## Download Hillary Clinton's Tweets

The only purpose of this notebook is to download the tweets and tweet info into a csv file that can later be handled with Pandas. Not all the columns in the csv file are useful and some will need some careful preprocessing. Below is a description of the fields in the csv file.

Column | Description
--- | ---
id | tweet id
source | iPhone or Android (needs preprocessing)
text | text of HC's tweets
favorite_count | number of favorites the tweet received (set to 0 if retweet and affected by the issue above)
retweet_count | number of retweets the tweet received (set to 0 if retweet and affected by the issue above)
is_retweet | boolean (affected by the way HC sometimes quotes tweets)
original_author | original author of the tweet (biased towards HC because of the issue above)
possibly_sensitive | boolean (useless since either no info in the case of Android posts or False for iPhone posts)
created_at | day, date, and time when the tweet was posted on HC's page
hashtags | hashtags in the tweet
user_mentions | Twitter users mentioned in the tweet (only listed if mentioned the typical "Twitter way" using @)
lang | language (usually english, sometimes undefined)
place | place where the tweet was made based on the coordinates
place_coord_boundaries | corner coordinates of the bounding box defining the location where the tweet was made 

---

In [1]:
import os
import sys

import tweepy
import pandas as pd
import numpy as np

In [2]:
import yaml
root_dir = "/Users/gogrean/Documents/kaggle/off_kaggle_ds/elect2016/"
twitter_cred = yaml.load(open(root_dir + 'credentials/twitter.cred'))

auth = tweepy.OAuthHandler(twitter_cred['consumer_token'], 
                           twitter_cred['consumer_secret'])
auth.set_access_token(twitter_cred['access_token_key'], 
                      twitter_cred['access_token_secret'])

api = tweepy.API(auth)

The Twitter API limits the user to accessing only the last 3200 tweets.

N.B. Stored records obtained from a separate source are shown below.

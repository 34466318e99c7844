//! High-level image operations.
//!
//! These functions build [`StretchParams`] and hand them to a backend. The
//! batch runner calls [`try_resize_image`] so it can record why a file
//! failed; [`resize_image`] is the plain success/failure form.

use super::backend::{BackendError, ImageBackend};
use super::params::{StretchParams, TargetSize};
use std::path::Path;
use tracing::warn;

/// Result type for image operations.
pub type Result<T> = std::result::Result<T, BackendError>;

/// Plan a stretch operation without executing it.
pub fn plan_stretch(source: &Path, destination: &Path, size: TargetSize) -> StretchParams {
    StretchParams {
        source: source.to_path_buf(),
        output: destination.to_path_buf(),
        size,
    }
}

/// Stretch `source` to `size` and write it as PNG to `destination`.
pub fn try_resize_image(
    backend: &impl ImageBackend,
    source: &Path,
    destination: &Path,
    size: TargetSize,
) -> Result<()> {
    backend.stretch(&plan_stretch(source, destination, size))
}

/// Like [`try_resize_image`], but every failure collapses to `false`.
///
/// The error is logged here because it is not returned. The batch runner
/// calls [`try_resize_image`] instead, keeps the error as the file's failure
/// reason and logs it itself, so a batch run logs each failure once.
pub fn resize_image(
    backend: &impl ImageBackend,
    source: &Path,
    destination: &Path,
    size: TargetSize,
) -> bool {
    match try_resize_image(backend, source, destination, size) {
        Ok(()) => true,
        Err(e) => {
            warn!(source = %source.display(), error = %e, "resize failed");
            false
        }
    }
}
use batch_resize::batch::JobRequest;
use batch_resize::config::{self, BatchConfig, ConfigError, TargetArgs};
use batch_resize::status::Status;
use batch_resize::{output, worker};
use clap::{ArgAction, Parser, Subcommand};
use std::path::{Path, PathBuf};
use std::process::ExitCode;
use tracing::debug;
use tracing_subscriber::EnvFilter;

/// Exit code for configuration errors, shared with fatal run errors.
const EXIT_FATAL: u8 = 2;

/// Flags for the `run` command.
#[derive(clap::Args, Clone)]
struct RunArgs {
    /// Folder to read images from [default: config `input`, else "input"]
    #[arg(long)]
    input: Option<PathBuf>,

    /// Folder to write PNG copies to [default: config `output`, else "output"]
    #[arg(long)]
    output: Option<PathBuf>,

    /// Use a named size (see `batch-resize presets`)
    #[arg(long, conflicts_with_all = ["width", "height"])]
    preset: Option<String>,

    /// Target width in pixels
    #[arg(long, allow_hyphen_values = true)]
    width: Option<String>,

    /// Target height in pixels
    #[arg(long, allow_hyphen_values = true)]
    height: Option<String>,

    /// Fall back to 1920x1080 instead of failing on an invalid width/height
    #[arg(long)]
    lenient: bool,
}

#[derive(Parser)]
#[command(name = "batch-resize")]
#[command(about = "Stretch every image in a folder to one size and save PNG copies")]
#[command(long_about = "\
Stretch every image in a folder to one size and save PNG copies

Every png, jpg, jpeg, tiff and bmp file directly inside the input folder
(any case, subfolders ignored) is resized to exactly the target width and
height, ignoring its aspect ratio, and written to the output folder as PNG
under its original file name.

Target size, first match wins:
  --preset NAME             e.g. iphone (1242x2688), mac (2560x1600)
  --width W / --height H    custom size; a missing edge comes from config
  config [target]           default 1920x1080

Exit status:
  0  every image resized (or none found)
  1  some images failed
  2  input folder unreadable, or invalid configuration

Run 'batch-resize gen-config' to generate a documented batch-resize.toml.")]
#[command(version)]
struct Cli {
    /// Config file [default: ./batch-resize.toml if present]
    #[arg(long, global = true)]
    config: Option<PathBuf>,

    /// More log output on stderr (-v info, -vv debug). RUST_LOG overrides.
    #[arg(short, long, action = ArgAction::Count, global = true)]
    verbose: u8,

    #[command(subcommand)]
    command: Command,
}

#[derive(Subcommand)]
enum Command {
    /// Resize every supported image in the input folder
    Run(RunArgs),
    /// List the available size presets
    Presets,
    /// Print a stock batch-resize.toml with all options documented
    GenConfig,
}

fn main() -> ExitCode {
    let cli = Cli::parse();
    init_tracing(cli.verbose);

    match execute(cli) {
        Ok(code) => code,
        Err(e) => {
            eprintln!("error: {e}");
            ExitCode::from(EXIT_FATAL)
        }
    }
}

fn execute(cli: Cli) -> Result<ExitCode, ConfigError> {
    match cli.command {
        Command::Run(args) => {
            let config = load_config(cli.config.as_deref())?;
            let request = build_request(&config, args)?;
            Ok(run_job(request))
        }
        Command::Presets => {
            let config = load_config(cli.config.as_deref())?;
            output::print_presets(&config);
            Ok(ExitCode::SUCCESS)
        }
        Command::GenConfig => {
            print!("{}", config::stock_config_toml());
            Ok(ExitCode::SUCCESS)
        }
    }
}

/// Log to stderr; stdout is reserved for the report.
fn init_tracing(verbose: u8) {
    let default_level = match verbose {
        0 => "warn",
        1 => "info",
        _ => "debug",
    };
    let filter =
        EnvFilter::try_from_default_env().unwrap_or_else(|_| EnvFilter::new(default_level));
    tracing_subscriber::fmt()
        .with_env_filter(filter)
        .with_target(false)
        .with_writer(std::io::stderr)
        .compact()
        .init();
}

fn load_config(path: Option<&Path>) -> Result<BatchConfig, ConfigError> {
    match path {
        Some(path) => config::load_config_file(path),
        None => config::load_config(Path::new(".")),
    }
}

/// Flags override config; the request is fixed from here on.
fn build_request(config: &BatchConfig, args: RunArgs) -> Result<JobRequest, ConfigError> {
    let size = config::resolve_target(
        config,
        &TargetArgs {
            preset: args.preset,
            width: args.width,
            height: args.height,
            lenient: args.lenient,
        },
    )?;
    Ok(JobRequest {
        input_dir: args.input.unwrap_or_else(|| config.input.clone()),
        output_dir: args.output.unwrap_or_else(|| config.output.clone()),
        size,
    })
}

fn run_job(request: JobRequest) -> ExitCode {
    debug!(status = %Status::default(), ?request, "starting");
    output::print_job_header(&request);
    output::print_status(Status::Working);

    let outcome = worker::spawn(request).and_then(|handle| handle.wait());
    if let Ok(result) = &outcome {
        output::print_run_result(result);
    }

    let status = Status::from_outcome(&outcome);
    output::print_status(status);
    ExitCode::from(status.exit_code().unwrap_or(EXIT_FATAL))
}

So I'm starting here with the last 3200 tweets that HC posted, and will run the script every few weeks to download new data.

In [3]:
page_list=[]
for page in tweepy.Cursor(api.user_timeline, screen_name='HillaryClinton', count=200, include_rts=True).pages(17):
    page_list.append(page)

If a file with the tweets already exists, only new tweets are added to it. In this case the new tweets will be added at the end of the file, so the tweets will not be in chronological order. Whether a tweet is new or not is decided based on the date and time it was created; if the date and time are already in the file, then the tweet is an old one and it's skipped over.

In [4]:
root_dir = "/Users/gogrean/Documents/kaggle/off_kaggle_ds/elect2016/data/"
clintons_tweets_file = "clintons_tweets.csv"

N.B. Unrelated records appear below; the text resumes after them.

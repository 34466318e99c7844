//! Image processing: pure Rust, `image` crate only.
//!
//! | Operation | Crate / function |
//! |---|---|
//! | **Filter** | extension allow-list: png, jpg, jpeg, tiff, bmp |
//! | **Decode** | `image::ImageReader` (first frame, format sniffed) |
//! | **Stretch** | `imageops::resize` Lanczos3 to the exact target size |
//! | **Encode** | `PngEncoder`, RGBA8 straight alpha |
//!
//! The module is split into:
//! - **Parameters**: [`TargetSize`] and the stretch parameter struct
//! - **Backend**: [`ImageBackend`] trait + [`RustBackend`]
//! - **Operations**: [`resize_image`] / [`try_resize_image`] over any backend

pub mod backend;
pub mod operations;
mod params;
pub mod rust_backend;

pub use backend::{BackendError, ImageBackend};
pub use operations::{resize_image, try_resize_image};
pub use params::{StretchParams, TargetSize};
pub use rust_backend::{RustBackend, is_supported_image, supported_input_extensions};
//! CLI output formatting.
//!
//! # Output Format
//!
//! ## Run
//!
//! ```text
//! Resizing input/ → output/ at 300x150
//! Working...
//! Failed
//!     broken.jpg: Failed to decode input/broken.jpg: ...
//! Resized 2 of 3 images (1 failed)
//! Done with errors
//! ```
//!
//! ## Presets
//!
//! ```text
//! iphone  1242x2688
//! mac     2560x1600
//! ```
//!
//! # Architecture
//!
//! Each view has a `format_*` function (returns `Vec<String>`) for
//! testability and a `print_*` wrapper that writes to stdout. Format
//! functions are pure: no I/O, no side effects. Diagnostics go through
//! `tracing` on stderr, never through here.

use crate::batch::{JobRequest, RunResult};
use crate::config::BatchConfig;
use crate::status::Status;

/// Return indentation string: 4 spaces per depth level.
fn indent(depth: usize) -> String {
    "    ".repeat(depth)
}

fn plural(n: usize) -> &'static str {
    if n == 1 { "image" } else { "images" }
}

/// One-line summary of what is about to run.
pub fn format_job_header(request: &JobRequest) -> Vec<String> {
    vec![format!(
        "Resizing {} → {} at {}",
        request.input_dir.display(),
        request.output_dir.display(),
        request.size
    )]
}

/// Per-file failures (if any) followed by the tally line.
pub fn format_run_result(result: &RunResult) -> Vec<String> {
    let mut lines = Vec::new();

    if !result.failures.is_empty() {
        lines.push("Failed".to_string());
        for failure in &result.failures {
            lines.push(format!(
                "{}{}: {}",
                indent(1),
                failure.file_name,
                failure.reason
            ));
        }
    }

    let total = result.total();
    if result.failed == 0 {
        lines.push(format!(
            "Resized {} of {} {}",
            result.succeeded,
            total,
            plural(total)
        ));
    } else {
        lines.push(format!(
            "Resized {} of {} {} ({} failed)",
            result.succeeded,
            total,
            plural(total),
            result.failed
        ));
    }
    lines
}

/// Presets with their sizes, names padded to a common width.
pub fn format_presets(config: &BatchConfig) -> Vec<String> {
    let width = config.presets.keys().map(String::len).max().unwrap_or(0);
    config
        .presets
        .iter()
        .map(|(name, [w, h])| {
            let marker = if config.target.preset.as_deref() == Some(name.as_str()) {
                " (default)"
            } else {
                ""
            };
            format!("{name:<width$}  {w}x{h}{marker}")
        })
        .collect()
}

pub fn format_status(status: Status) -> String {
    status.to_string()
}

pub fn print_job_header(request: &JobRequest) {
    for line in format_job_header(request) {
        println!("{}", line);
    }
}

pub fn print_run_result(result: &RunResult) {
    for line in format_run_result(result) {
        println!("{}", line);
    }
}

pub fn print_presets(config: &BatchConfig) {
    for line in format_presets(config) {
        println!("{}", line);
    }
}

pub fn print_status(status: Status) {
    println!("{}", format_status(status));
}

if os.path.exists(root_dir + clintons_tweets_file):
    df = pd.read_csv(root_dir + clintons_tweets_file, header=0)
    cols = df.columns.values
else:
    cols = ['id', 'source', 'text', 'favorite_count', 'retweet_count',  
            'is_retweet', 'original_author', 'possibly_sensitive', 
            'created_at', 'hashtags', 'user_mentions', 'lang', 
            'place', 'place_coord_boundaries']
    df = pd.DataFrame(columns=cols)

for page in page_list:
    for status in page:
        status = status._json
        if status['created_at'] in df['created_at'].values:
            continue
        hashtags = ", ".join([hashtag_item['text'] for hashtag_item in status['entities']['hashtags']])
        mentions = ", ".join([mention['screen_name'] for mention in status['entities']['user_mentions']])
        try: 
            status['retweeted_status']
        except KeyError:
            is_retweet = False
        else:
            is_retweet = True    

        if is_retweet:
            n_favorites = 0
            n_retweets = 0
            original_author = status['retweeted_status']['user']['screen_name']
        else:
            n_favorites = status['favorite_count']
            n_retweets = status['retweet_count']
            original_author = status['user']['screen_name']
        
        try:
            location = status['place']['full_name']    
        except TypeError:
            location = ''
        
        try:
            coordinates = [coord for loc in status['place']['bounding_box']['coordinates'] for coord in loc]
        except TypeError:
            coordinates = None
        
        try:
            is_sensitive = status['possibly_sensitive']
        except KeyError:
            is_sensitive = None
        
        single_tweet_df = pd.DataFrame([[
                                        status['id'],
                                        status['source'],
                                        status['text'],
                                        n_favorites,
                                        n_retweets,
                                        is_retweet, original_author, 
                                        is_sensitive,
                                        status['created_at'],
                                        hashtags, mentions, 
                                        status['lang'],
                                        location,
                                        coordinates
                                        ]], columns=cols)
        df = df.append(single_tweet_df, ignore_index=True)

In [5]:
df.to_csv(root_dir + clintons_tweets_file, columns=cols, index=False)